Belarusian international relations expert and Minsk Dialogue founder Yauheni Preiherman (Source: Nasha Niva)

Yauheni Preiherman gave an extensive interview to Nasha Niva, an outlet catering to Belarusian Westernizing nationalists (Nasha Niva, October 16). Unlike the Warsaw-based Charter97 and Belsat, which tend to fervidly criticize President Alyaksandr Lukashenka, Nasha Niva is more levelheaded and produced in Minsk. Preiherman is a founder and director of the Minsk Dialogue international forum and has organized two major conferences on European security under this format, in May 2018 and in October 2019.

During the interview, Preiherman made at least five substantive points. First, he portrayed the Minsk Dialogue forums as unique: at other gatherings devoted to international security (such as those in Russia, Poland and the Baltic states), mainly like-minded experts tend to take part, whereas in Minsk, Russians and other international relations experts from Eurasia participate on equal terms with Americans and Western Europeans. That mixed makeup of participants sparks verbal confrontations that ultimately give way to true dialogue.

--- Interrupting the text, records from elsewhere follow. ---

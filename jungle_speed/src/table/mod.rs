//! Table module running the game session behind an async actor.
//!
//! This module implements:
//! - TableActor: Async actor that owns the [`GameEngine`](crate::GameEngine)
//! - Message-based communication with tokio channels
//! - Cooldown timers that post back into the actor's inbox
//! - State change notifications for broadcasting snapshots
//!
//! ## Architecture
//!
//! The table runs in its own Tokio task with an mpsc message inbox, so every
//! join, leave, start, draw and grab is applied one at a time. A grab spawns a
//! timer task that sends `CooldownExpired` back through the same inbox when
//! the cooldown elapses.
//!
//! ## Example
//!
//! ```
//! use jungle_speed::table::{TableActor, TableConfig};
//! use jungle_speed::PlayerId;
//!
//! # #[tokio::main]
//! # async fn main() {
//! let (actor, handle) = TableActor::new(TableConfig::default());
//! tokio::spawn(actor.run());
//!
//! let joined = handle.join(PlayerId::new("a"), "alice".into()).await.unwrap();
//! assert!(joined.is_ok());
//! # }
//! ```

pub mod actor;
pub mod config;
pub mod messages;

pub use actor::{TableActor, TableError, TableHandle};
pub use config::TableConfig;
pub use messages::{StateChangeNotification, TableMessage};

Second, Preiherman commended the idea conveyed in President Lukashenka’s speech at the last forum regarding the unique role of Belarus as a platform of productive international dialogue on security (see EDM, October 21). Whereas Belarus is close to Russia, it also has various bilateral security agreements with Ukraine and members of the North Atlantic Treaty Organization (NATO).

Third, the Minsk Dialogue founder rejected the conventional approach to Belarus’s geopolitical options—that is, either to parrot Russia’s foreign policy or to distance itself from it. Preiherman argued that Belarus has not selected either of these options. Although he did not expand on Belarus’s foreign policy practice, he apparently meant “strategic hedging,” a concept he has written on extensively in the past (Yauheni Preiherman, “Belarus’s Asymmetric Relations With Russia: The Case of Strategic Hedging?” Uptake, No. 4, 2017; Minskdialogue.by, February 8, 2019; see EDM, June 29, 2017 and July 24, 2017).

Fourth, he ridiculed the “artificial” dichotomy of state-reliant versus independent experts. In his opinion, the true division is between expert judgment and propaganda, and he stressed he is not by any means interested in the latter.

Finally, Preiherman shared his take on the presidents of Ukraine and Russia, whom he perceives exclusively as actors pursuing the interests of their respective countries the way they see fit. “In the West, [Vladimir] Putin is often perceived as an embodiment of evil,” observed Preiherman. “I do not share this perspective. In my judgment, if Putin is no longer […] around, some people will probably realize how mistaken they were labeling him absolutely evil.” While Preiherman did not expand on that subject, it sounded much like a presumption that “one has not seen the true scope of evil yet.”  Whether or not this interpretation is valid, Preiherman’s interview was nevertheless a substantive discussion with an insightful international relations expert from a strategically important country situated on NATO’s Baltic flank.